- **What you will do**: Each line from the opening of the records that follow to the line with "(expected cpu, memory" needs to be written out exactly. Add nothing.

Collected data:
#####
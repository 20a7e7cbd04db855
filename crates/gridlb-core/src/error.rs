//! Error types for gridlb core parsing.

use thiserror::Error;

pub type CoreResult<T> = Result<T, CoreError>;

#[derive(Debug, Error)]
pub enum CoreError {
    #[error("unknown metric: {0} (expected cpu, memory or disk)")]
    UnknownMetric(String),

    #[error("unknown mode: {0} (expected avg, peak or current)")]
    UnknownMode(String),

    #[error("failed to read config: {0}")]
    ConfigRead(#[from] std::io::Error),

    #[error("invalid config: {0}")]
    ConfigParse(#[from] toml::de::Error),

    #[error("failed to render config: {0}")]
    ConfigRender(#[from] toml::ser::Error),

    #[error("invalid config value: {0}")]
    ConfigValue(String),
}
//! Balancing edge cases on whole cluster snapshots.
//!
//! Each scenario starts from a JSON snapshot shaped the way the metrics
//! collector writes it, then drives the aggregator and selector the way
//! the control loop does.

use gridlb_calc::*;
use gridlb_core::{Metric, Mode};
use gridlb_state::*;

fn snapshot(json: &str) -> ClusterState {
    ClusterState::from_json_str(json).unwrap()
}

#[test]
fn all_nodes_in_maintenance_selects_nothing() {
    let mut state = snapshot(
        r#"{
            "nodes": {
                "node1": {"name": "node1", "maintenance": true, "cpu_avg_percent": 10},
                "node2": {"name": "node2", "maintenance": true, "cpu_avg_percent": 20}
            },
            "meta": {"balancing": {}}
        }"#,
    );

    let result = select_and_record(&mut state, &SelectionRequest::new(Metric::Cpu, Mode::Avg));

    assert!(result.is_none(), "expected no candidate when every node is in maintenance");
    assert_eq!(state.meta.balancing.next_node(), Some(&NextNode::NoCandidate));
}

#[test]
fn empty_cluster_selects_nothing() {
    let mut state = snapshot(r#"{"nodes": {}, "meta": {"balancing": {}}}"#);

    let request = SelectionRequest::default().with_return_node(false);
    let result = select_and_record(&mut state, &request);

    assert!(result.is_none(), "expected no candidate for an empty cluster");
    assert_eq!(state.meta.balancing.next_node(), Some(&NextNode::NoCandidate));

    let json = state.to_json_string().unwrap();
    assert!(json.contains(r#""balance_next_node": null"#), "sentinel should persist as null: {json}");
}

#[test]
fn empty_cluster_aggregation_is_a_no_op() {
    let mut state = snapshot(r#"{"nodes": {}, "meta": {"balancing": {}}}"#);
    let before = state.clone();

    update_node_resources(&mut state);

    assert_eq!(state, before, "state should not change when there are no nodes");
}

#[test]
fn no_suitable_nodes_aggregation_is_a_no_op() {
    let mut state = snapshot(
        r#"{
            "nodes": {
                "node1": {"name": "node1", "cpu_avg_percent": 100, "maintenance": true,
                          "samples": {"cpu": [12.0, 14.0]}},
                "node2": {"name": "node2", "cpu_avg_percent": 100, "maintenance": true}
            },
            "meta": {"balancing": {}}
        }"#,
    );
    let before = state.clone();
    let before_json = state.to_json_string().unwrap();

    update_node_resources(&mut state);
    update_node_resources(&mut state);

    assert_eq!(state, before);
    assert_eq!(state.to_json_string().unwrap(), before_json);
}

#[test]
fn partial_eligibility_never_picks_maintenance_node() {
    let mut state = snapshot(
        r#"{
            "nodes": {
                "pve1": {"name": "pve1", "maintenance": true,
                         "samples": {"cpu": [1.0, 2.0, 3.0]}},
                "pve2": {"name": "pve2", "samples": {"cpu": [60.0, 70.0]}},
                "pve3": {"name": "pve3", "samples": {"cpu": [40.0, 50.0]}}
            }
        }"#,
    );

    update_node_resources(&mut state);
    let result = select_and_record(
        &mut state,
        &SelectionRequest::new(Metric::Cpu, Mode::Avg).with_return_node(false),
    );

    assert_eq!(result, Some(Candidate::Name("pve3".to_string())));
    // Maintenance node keeps its pending samples untouched.
    assert_eq!(state.node("pve1").unwrap().samples.cpu, vec![1.0, 2.0, 3.0]);
    assert_eq!(state.node("pve1").unwrap().resource(Metric::Cpu, Mode::Avg), None);
}

#[test]
fn peak_mode_can_change_the_winner() {
    let mut state = snapshot(
        r#"{
            "nodes": {
                "steady": {"name": "steady", "samples": {"memory": [45.0, 45.0, 45.0]}},
                "spiky":  {"name": "spiky",  "samples": {"memory": [10.0, 95.0, 10.0]}}
            }
        }"#,
    );
    update_node_resources(&mut state);

    let by_avg = get_most_free_node(
        &state,
        &SelectionRequest::new(Metric::Memory, Mode::Avg).with_return_node(false),
    );
    let by_peak = get_most_free_node(
        &state,
        &SelectionRequest::new(Metric::Memory, Mode::Peak).with_return_node(false),
    );

    assert_eq!(by_avg.as_ref().map(Candidate::name), Some("spiky"));
    assert_eq!(by_peak.as_ref().map(Candidate::name), Some("steady"));
}

#[test]
fn repeated_selection_is_deterministic() {
    let state = snapshot(
        r#"{
            "nodes": {
                "b": {"name": "b", "disk_current_percent": 30},
                "a": {"name": "a", "disk_current_percent": 30},
                "c": {"name": "c", "disk_current_percent": 30}
            }
        }"#,
    );
    let request = SelectionRequest::new(Metric::Disk, Mode::Current);

    let first = get_most_free_node(&state, &request);
    for _ in 0..10 {
        assert_eq!(get_most_free_node(&state, &request), first);
    }
    assert_eq!(first.as_ref().map(Candidate::name), Some("a"));
}

#[test]
fn cycle_report_serializes() {
    let mut state = snapshot(
        r#"{
            "nodes": {
                "node1": {"name": "node1", "samples": {"cpu": [20.0]}},
                "node2": {"name": "node2", "samples": {"cpu": [80.0]}}
            }
        }"#,
    );

    let report = run_cycle(&mut state, &CycleSettings::default());

    assert_eq!(report.next_node.candidate().map(Candidate::name), Some("node1"));
    assert!(report.balanciness.needs_balancing);

    let reloaded = snapshot(&state.to_json_string().unwrap());
    assert_eq!(reloaded, state);
}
#####
- **Exercise answer**:
repository 20a7e7cbd04db855
filename crates/gridlb-core/src/error.rs
//! Error types for gridlb core parsing.

use thiserror::Error;

pub type CoreResult<T> = Result<T, CoreError>;

#[derive(Debug, Error)]
pub enum CoreError {
    #[error("unknown metric: {0} (expected cpu, memory or disk)")]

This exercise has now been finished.